Multiple questions should be broken in multiple items, but anyway,

If your plating process is well done, and everything is thoroughly cleaned after, the level of Cr(III) or Cr(VI) remaining should be low enough to be inconsequential to health and the environment. You're correct stating that regardin chrome, thre will be only a passivated layer of metallic chromium and not the trivalent or hexavalent.

Please do remember that the main reason that chrome plating makes things resistant to corrosion is that as soon as chromium is exposed to air, it forms a very thin layer of chromium oxide attached to the surface of the metal, preventing further corrosion. So, in fact, there is some Cr(III) on a finished piece of chrome plated material.

We aren't considering the environment were the finished part will be exposed/used.

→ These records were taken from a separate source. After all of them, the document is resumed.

/// PickemBot — Logger
/// JSONL event stream for the match lifecycle

use anyhow::Result;
use chrono::Utc;
use serde::Serialize;
use std::fs::{self, OpenOptions};
use std::io::Write;
use std::path::PathBuf;

pub struct EventLogger {
    log_dir: PathBuf,
}

impl EventLogger {
    pub fn new(log_dir: impl Into<PathBuf>) -> Self {
        let dir = log_dir.into();
        fs::create_dir_all(&dir).ok();
        Self { log_dir: dir }
    }

    pub fn log<T: Serialize>(&self, event: &T) -> Result<()> {
        let date  = Utc::now().format("%Y-%m-%d").to_string();
        let path  = self.log_dir.join(format!("{date}.jsonl"));
        let line  = serde_json::to_string(event)?;
        let mut f = OpenOptions::new().create(true).append(true).open(&path)?;
        writeln!(f, "{line}")?;
        Ok(())
    }
}

pub fn now_iso() -> String {
    Utc::now().to_rfc3339()
}

// ── Event types ───────────────────────────────────────────────────────────────

#[derive(Serialize, Debug)]
pub struct AnnouncePostedEvent {
    pub ts:          String,
    pub event:       &'static str,   // "ANNOUNCE_POSTED"
    pub match_id:    String,
    pub guild_id:    String,
    pub channel_id:  String,
    pub message_id:  String,
    pub team1:       String,
    pub team2:       String,
    pub league:      String,
    pub hours_until: i64,
}

#[derive(Serialize, Debug)]
pub struct PredictionRecordedEvent {
    pub ts:        String,
    pub event:     &'static str,     // "PREDICTION_RECORDED"
    pub match_id:  String,
    pub user_id:   String,
    pub team_code: String,
}

#[derive(Serialize, Debug)]
pub struct PredictionClearedEvent {
    pub ts:       String,
    pub event:    &'static str,      // "PREDICTION_CLEARED"
    pub match_id: String,
    pub user_id:  String,
}

#[derive(Serialize, Debug)]
pub struct MatchResolvedEvent {
    pub ts:       String,
    pub event:    &'static str,      // "MATCH_RESOLVED"
    pub match_id: String,
    pub team1:    String,
    pub team2:    String,
    pub winner:   String,
}

#[derive(Serialize, Debug)]
pub struct ReconcileHeartbeatEvent {
    pub ts:                 String,
    pub event:              &'static str,   // "RECONCILE_HEARTBEAT"
    pub poll_interval_secs: u64,
    pub announced:          usize,
    pub resolved:           usize,
    pub pending_past:       usize,
    pub open_sessions:      usize,
}

#[derive(Serialize, Debug)]
pub struct ApiStatusEvent {
    pub ts:          String,
    pub event:       &'static str,   // "API_STATUS"
    pub source:      String,
    pub scope:       String,
    pub ok:          bool,
    pub status_code: Option<u16>,
    pub message:     String,
    pub items:       usize,
}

If aggressive enough conditions are present, the chromium layer will be corroded away and will enter the environment as Cr(III)/Cr(VI).

Regarding Cr(VI) detection, there is a "simple" method involving a solution of diphenylcarbazide described at https://www2.mst.dk/udgiv/publications/2009/978-87-7052-987-7/html/kap04_eng.htm

However, one can easily buy test kits for Cr(VI) on Amazon, ready for use, starting at about (February 2019) USD 110.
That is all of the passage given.